EXERCISE -
Using the data that follows, report how many lines include "previous"; output no other text.

THE DATA -
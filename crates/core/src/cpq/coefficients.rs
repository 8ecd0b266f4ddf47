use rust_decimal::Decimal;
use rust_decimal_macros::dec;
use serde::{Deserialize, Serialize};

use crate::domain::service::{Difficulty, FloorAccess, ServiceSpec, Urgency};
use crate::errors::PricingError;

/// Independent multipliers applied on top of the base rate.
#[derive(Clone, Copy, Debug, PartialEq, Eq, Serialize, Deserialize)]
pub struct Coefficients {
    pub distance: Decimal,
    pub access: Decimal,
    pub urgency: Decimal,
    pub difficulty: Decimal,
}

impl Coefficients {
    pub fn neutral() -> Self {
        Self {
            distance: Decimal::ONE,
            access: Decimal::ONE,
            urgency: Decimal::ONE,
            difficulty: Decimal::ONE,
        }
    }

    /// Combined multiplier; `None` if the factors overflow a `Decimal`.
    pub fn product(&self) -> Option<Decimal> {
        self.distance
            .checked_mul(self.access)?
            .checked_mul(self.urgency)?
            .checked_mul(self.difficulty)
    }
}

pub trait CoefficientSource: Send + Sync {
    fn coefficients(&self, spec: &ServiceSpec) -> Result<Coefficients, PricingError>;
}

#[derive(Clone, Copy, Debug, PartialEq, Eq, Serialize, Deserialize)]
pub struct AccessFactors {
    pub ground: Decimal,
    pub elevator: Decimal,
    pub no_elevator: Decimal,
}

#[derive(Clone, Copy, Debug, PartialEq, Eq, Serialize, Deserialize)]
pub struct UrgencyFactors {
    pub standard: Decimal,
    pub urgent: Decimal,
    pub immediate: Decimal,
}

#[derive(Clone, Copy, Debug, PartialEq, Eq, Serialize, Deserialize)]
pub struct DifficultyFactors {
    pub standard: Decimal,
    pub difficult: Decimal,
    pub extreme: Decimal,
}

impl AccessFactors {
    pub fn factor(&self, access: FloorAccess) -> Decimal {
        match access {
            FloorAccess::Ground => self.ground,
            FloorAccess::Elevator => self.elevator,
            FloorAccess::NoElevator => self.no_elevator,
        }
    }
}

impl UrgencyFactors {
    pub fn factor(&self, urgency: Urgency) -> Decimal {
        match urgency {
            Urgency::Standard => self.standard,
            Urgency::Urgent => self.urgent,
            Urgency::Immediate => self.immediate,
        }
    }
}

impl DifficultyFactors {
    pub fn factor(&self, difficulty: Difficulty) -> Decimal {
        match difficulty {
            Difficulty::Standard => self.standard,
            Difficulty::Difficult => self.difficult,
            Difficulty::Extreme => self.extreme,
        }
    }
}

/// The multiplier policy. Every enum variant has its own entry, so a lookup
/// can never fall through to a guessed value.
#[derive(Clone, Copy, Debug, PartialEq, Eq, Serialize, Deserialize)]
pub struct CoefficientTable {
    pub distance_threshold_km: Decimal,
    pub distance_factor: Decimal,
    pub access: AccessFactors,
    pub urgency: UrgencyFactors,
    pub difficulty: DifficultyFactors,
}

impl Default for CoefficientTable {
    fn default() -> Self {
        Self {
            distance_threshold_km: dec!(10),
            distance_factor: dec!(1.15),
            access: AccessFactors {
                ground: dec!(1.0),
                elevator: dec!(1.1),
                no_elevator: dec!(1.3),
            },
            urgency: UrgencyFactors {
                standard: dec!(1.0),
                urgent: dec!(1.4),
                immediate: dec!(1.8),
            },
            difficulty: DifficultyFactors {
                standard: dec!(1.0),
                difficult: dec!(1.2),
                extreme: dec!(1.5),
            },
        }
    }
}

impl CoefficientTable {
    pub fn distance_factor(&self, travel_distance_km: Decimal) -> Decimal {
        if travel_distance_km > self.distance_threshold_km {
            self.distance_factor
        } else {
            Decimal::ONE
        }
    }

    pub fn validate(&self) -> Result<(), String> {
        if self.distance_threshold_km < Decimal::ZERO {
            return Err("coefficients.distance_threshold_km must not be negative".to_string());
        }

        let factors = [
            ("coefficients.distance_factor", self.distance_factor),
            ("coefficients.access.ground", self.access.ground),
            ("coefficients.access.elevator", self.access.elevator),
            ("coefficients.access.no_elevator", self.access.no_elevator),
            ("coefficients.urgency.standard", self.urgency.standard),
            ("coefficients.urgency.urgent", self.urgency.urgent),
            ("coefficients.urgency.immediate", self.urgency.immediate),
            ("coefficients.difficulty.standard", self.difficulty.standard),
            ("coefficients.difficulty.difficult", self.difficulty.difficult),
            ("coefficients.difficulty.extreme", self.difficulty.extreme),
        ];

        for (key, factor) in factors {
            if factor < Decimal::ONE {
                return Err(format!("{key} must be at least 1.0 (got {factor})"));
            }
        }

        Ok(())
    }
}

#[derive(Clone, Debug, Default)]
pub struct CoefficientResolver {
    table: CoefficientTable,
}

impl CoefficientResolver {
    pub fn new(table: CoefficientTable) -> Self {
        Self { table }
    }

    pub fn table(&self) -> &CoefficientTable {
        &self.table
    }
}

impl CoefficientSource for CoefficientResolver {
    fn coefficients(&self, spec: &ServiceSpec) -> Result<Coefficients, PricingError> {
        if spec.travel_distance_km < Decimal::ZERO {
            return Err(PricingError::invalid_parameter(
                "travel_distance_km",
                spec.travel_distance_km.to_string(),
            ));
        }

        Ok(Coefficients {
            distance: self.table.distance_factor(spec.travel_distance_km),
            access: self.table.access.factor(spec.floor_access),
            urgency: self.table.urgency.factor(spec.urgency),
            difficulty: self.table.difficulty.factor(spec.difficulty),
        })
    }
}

--

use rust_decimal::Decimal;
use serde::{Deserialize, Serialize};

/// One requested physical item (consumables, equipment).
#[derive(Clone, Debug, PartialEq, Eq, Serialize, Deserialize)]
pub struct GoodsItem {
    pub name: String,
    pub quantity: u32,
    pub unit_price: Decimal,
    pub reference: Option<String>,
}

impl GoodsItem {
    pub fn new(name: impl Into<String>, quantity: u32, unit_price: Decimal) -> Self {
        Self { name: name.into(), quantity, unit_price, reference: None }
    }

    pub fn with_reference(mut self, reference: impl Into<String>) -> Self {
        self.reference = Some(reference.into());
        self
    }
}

...

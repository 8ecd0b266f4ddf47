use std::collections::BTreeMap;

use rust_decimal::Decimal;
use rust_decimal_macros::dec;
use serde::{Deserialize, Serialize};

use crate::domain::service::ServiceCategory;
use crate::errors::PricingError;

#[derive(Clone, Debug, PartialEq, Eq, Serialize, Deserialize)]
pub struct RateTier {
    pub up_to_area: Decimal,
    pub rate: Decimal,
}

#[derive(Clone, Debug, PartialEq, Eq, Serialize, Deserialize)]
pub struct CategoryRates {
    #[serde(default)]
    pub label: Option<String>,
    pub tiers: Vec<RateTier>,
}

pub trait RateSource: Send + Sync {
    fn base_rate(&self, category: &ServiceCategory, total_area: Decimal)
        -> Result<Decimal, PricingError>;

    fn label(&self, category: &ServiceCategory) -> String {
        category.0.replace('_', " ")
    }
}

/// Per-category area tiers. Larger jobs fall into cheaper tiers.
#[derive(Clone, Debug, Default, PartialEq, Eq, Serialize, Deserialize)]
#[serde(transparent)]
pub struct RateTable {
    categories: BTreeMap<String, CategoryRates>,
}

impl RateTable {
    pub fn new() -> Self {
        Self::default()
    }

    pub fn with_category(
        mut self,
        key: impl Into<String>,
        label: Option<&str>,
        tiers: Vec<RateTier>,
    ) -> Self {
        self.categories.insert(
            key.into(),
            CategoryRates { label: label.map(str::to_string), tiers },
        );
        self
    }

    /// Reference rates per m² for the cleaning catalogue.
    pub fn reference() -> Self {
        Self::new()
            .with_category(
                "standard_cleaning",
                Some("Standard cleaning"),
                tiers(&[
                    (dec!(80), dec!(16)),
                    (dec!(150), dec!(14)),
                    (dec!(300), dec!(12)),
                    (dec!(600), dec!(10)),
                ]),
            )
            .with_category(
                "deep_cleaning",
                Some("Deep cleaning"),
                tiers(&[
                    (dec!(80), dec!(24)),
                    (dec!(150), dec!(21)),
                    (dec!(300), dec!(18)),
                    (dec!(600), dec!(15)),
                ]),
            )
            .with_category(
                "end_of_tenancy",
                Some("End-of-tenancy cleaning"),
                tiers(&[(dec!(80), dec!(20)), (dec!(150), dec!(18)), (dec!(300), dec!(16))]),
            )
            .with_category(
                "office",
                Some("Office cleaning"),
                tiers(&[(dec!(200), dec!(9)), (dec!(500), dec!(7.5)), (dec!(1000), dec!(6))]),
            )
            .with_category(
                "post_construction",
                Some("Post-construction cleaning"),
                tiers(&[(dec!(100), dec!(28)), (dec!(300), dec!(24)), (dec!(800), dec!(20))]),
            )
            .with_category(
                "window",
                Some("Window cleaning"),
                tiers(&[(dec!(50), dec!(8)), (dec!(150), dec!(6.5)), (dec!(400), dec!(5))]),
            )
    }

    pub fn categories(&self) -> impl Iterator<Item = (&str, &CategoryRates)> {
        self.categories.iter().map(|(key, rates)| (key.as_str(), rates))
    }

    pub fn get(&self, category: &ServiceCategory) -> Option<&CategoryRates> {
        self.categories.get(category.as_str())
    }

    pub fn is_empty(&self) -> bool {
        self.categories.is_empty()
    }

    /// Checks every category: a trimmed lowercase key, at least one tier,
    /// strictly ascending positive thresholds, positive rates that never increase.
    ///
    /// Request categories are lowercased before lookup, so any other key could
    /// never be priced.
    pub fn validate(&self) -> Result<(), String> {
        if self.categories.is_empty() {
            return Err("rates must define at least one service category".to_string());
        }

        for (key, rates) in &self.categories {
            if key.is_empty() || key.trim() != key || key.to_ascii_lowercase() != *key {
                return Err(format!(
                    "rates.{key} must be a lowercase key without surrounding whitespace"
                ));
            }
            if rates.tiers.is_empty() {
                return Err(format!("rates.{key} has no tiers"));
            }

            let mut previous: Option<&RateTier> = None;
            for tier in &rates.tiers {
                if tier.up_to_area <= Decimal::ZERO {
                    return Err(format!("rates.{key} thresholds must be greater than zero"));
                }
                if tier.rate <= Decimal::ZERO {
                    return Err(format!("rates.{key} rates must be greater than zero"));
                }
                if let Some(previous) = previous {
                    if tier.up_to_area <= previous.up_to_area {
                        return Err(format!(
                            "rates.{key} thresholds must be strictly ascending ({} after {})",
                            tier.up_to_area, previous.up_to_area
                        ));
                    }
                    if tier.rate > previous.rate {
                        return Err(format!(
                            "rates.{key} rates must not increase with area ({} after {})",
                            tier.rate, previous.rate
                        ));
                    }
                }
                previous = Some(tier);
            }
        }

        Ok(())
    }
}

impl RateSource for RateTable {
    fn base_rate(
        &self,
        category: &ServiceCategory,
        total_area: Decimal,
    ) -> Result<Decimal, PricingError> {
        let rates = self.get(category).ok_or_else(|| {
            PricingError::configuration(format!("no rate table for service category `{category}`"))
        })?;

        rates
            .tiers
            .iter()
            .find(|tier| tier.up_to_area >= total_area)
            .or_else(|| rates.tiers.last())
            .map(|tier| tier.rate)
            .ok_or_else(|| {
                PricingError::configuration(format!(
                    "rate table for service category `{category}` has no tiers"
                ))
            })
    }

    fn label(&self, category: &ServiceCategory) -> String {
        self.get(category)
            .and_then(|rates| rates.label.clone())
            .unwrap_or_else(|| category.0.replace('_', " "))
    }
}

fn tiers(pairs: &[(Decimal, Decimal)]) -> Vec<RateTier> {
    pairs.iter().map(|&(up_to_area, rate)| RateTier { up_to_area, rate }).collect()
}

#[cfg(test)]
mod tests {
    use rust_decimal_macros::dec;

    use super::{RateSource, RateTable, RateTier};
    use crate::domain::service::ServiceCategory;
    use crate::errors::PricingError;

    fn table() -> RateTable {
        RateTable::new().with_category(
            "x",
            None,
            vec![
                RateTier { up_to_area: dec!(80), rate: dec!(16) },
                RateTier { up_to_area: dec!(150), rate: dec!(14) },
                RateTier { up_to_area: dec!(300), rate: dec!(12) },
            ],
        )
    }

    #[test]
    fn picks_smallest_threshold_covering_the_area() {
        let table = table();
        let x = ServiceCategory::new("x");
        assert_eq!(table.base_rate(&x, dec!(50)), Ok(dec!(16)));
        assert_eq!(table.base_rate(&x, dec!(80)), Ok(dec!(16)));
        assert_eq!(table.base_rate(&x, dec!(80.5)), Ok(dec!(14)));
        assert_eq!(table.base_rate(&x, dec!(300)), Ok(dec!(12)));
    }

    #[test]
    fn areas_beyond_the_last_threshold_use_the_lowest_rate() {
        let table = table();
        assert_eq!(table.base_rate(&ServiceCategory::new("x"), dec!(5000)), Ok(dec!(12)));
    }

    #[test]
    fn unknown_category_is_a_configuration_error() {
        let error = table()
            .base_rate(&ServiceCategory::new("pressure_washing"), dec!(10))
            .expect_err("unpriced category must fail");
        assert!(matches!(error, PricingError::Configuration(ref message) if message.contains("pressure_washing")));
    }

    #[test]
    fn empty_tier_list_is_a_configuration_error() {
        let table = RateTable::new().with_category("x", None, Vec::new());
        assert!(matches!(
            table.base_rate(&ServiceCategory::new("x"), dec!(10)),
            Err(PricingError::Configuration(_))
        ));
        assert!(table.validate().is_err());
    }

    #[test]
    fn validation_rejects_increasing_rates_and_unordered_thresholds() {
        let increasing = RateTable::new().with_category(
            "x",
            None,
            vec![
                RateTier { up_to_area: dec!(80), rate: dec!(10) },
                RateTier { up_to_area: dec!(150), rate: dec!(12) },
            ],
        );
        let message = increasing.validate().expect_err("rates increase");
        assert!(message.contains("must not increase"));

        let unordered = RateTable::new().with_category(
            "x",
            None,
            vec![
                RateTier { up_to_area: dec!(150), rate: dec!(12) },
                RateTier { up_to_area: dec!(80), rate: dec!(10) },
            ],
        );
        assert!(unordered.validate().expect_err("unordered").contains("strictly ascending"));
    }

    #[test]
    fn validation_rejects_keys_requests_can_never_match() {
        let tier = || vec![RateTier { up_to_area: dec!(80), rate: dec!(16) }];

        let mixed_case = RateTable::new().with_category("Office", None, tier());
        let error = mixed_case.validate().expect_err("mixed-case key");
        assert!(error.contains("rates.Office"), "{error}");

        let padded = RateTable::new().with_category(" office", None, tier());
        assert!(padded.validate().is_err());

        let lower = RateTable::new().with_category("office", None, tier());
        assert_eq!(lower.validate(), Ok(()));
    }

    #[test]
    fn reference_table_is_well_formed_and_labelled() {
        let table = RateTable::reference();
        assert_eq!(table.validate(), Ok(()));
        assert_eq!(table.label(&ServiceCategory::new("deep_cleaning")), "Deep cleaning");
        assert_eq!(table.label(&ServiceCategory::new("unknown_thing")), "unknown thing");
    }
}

SOLUTION TO THE EXERCISE -
7